Source data
· · ·

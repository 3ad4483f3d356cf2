//! Wallet balance calculation.
//!
//! The cached balance on a wallet is a denormalized projection; this module
//! is the authoritative derivation: `Σ issued(posted) − Σ used(posted)`.
//! It must be re-derivable at any time and is the only value ever written
//! back to the wallet record.

use rust_decimal::Decimal;

use super::entry::LedgerEntry;

/// Issued/used totals over a wallet's posted history.
#[derive(Debug, Clone, Copy, PartialEq, Eq)]
pub struct BalanceBreakdown {
    /// Sum of `issued` over posted entries.
    pub issued_total: Decimal,
    /// Sum of `used` over posted entries.
    pub used_total: Decimal,
}

impl BalanceBreakdown {
    /// The derived balance.
    #[must_use]
    pub fn balance(&self) -> Decimal {
        self.issued_total - self.used_total
    }
}

/// Derives the issued/used totals from posted entries only.
///
/// Draft entries are skipped entirely; an empty history yields zero.
#[must_use]
pub fn posted_breakdown<'a, I>(entries: I) -> BalanceBreakdown
where
    I: IntoIterator<Item = &'a LedgerEntry>,
{
    let mut issued_total = Decimal::ZERO;
    let mut used_total = Decimal::ZERO;
    for entry in entries {
        if entry.status.counts_toward_balance() {
            issued_total += entry.issued;
            used_total += entry.used;
        }
    }
    BalanceBreakdown {
        issued_total,
        used_total,
    }
}

/// Derives the wallet balance from posted entries only.
#[must_use]
pub fn posted_balance<'a, I>(entries: I) -> Decimal
where
    I: IntoIterator<Item = &'a LedgerEntry>,
{
    posted_breakdown(entries).balance()
}

#[cfg(test)]
mod tests {
    use super::*;
    use crate::wallet::entry::{DepositMethod, DocumentRef, EntryStatus};
    use farebox_shared::types::{LedgerEntryId, WalletId};
    use rust_decimal_macros::dec;

    fn entry(issued: Decimal, used: Decimal, status: EntryStatus) -> LedgerEntry {
        LedgerEntry {
            id: LedgerEntryId::new(),
            wallet_id: WalletId::new(),
            issued,
            used,
            status,
            description: String::new(),
            document: DocumentRef::None,
            deposit_method: DepositMethod::Direct,
            reference: None,
            bank: None,
            account_number: None,
        }
    }

    #[test]
    fn test_empty_history_yields_zero() {
        assert_eq!(posted_balance([].iter()), Decimal::ZERO);
    }

    #[test]
    fn test_balance_sums_issued_minus_used() {
        let entries = vec![
            entry(dec!(100), dec!(0), EntryStatus::Posted),
            entry(dec!(-25), dec!(0), EntryStatus::Posted),
            entry(dec!(0), dec!(10), EntryStatus::Posted),
        ];
        assert_eq!(posted_balance(&entries), dec!(65));
    }

    #[test]
    fn test_draft_entries_are_excluded() {
        let entries = vec![
            entry(dec!(100), dec!(0), EntryStatus::Posted),
            entry(dec!(-40), dec!(0), EntryStatus::Draft),
            entry(dec!(0), dec!(999), EntryStatus::Draft),
        ];
        assert_eq!(posted_balance(&entries), dec!(100));
    }

    #[test]
    fn test_breakdown_totals() {
        let entries = vec![
            entry(dec!(50), dec!(0), EntryStatus::Posted),
            entry(dec!(30), dec!(20), EntryStatus::Posted),
        ];
        let breakdown = posted_breakdown(&entries);
        assert_eq!(breakdown.issued_total, dec!(80));
        assert_eq!(breakdown.used_total, dec!(20));
        assert_eq!(breakdown.balance(), dec!(60));
    }
}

· · ·

## Activity
Only lines that hold the string "DocumentRef" belong in the answer, so copy every one of them from the records.

## Response to the exercise
    use crate::wallet::entry::{DepositMethod, DocumentRef, EntryStatus};
            document: DocumentRef::None,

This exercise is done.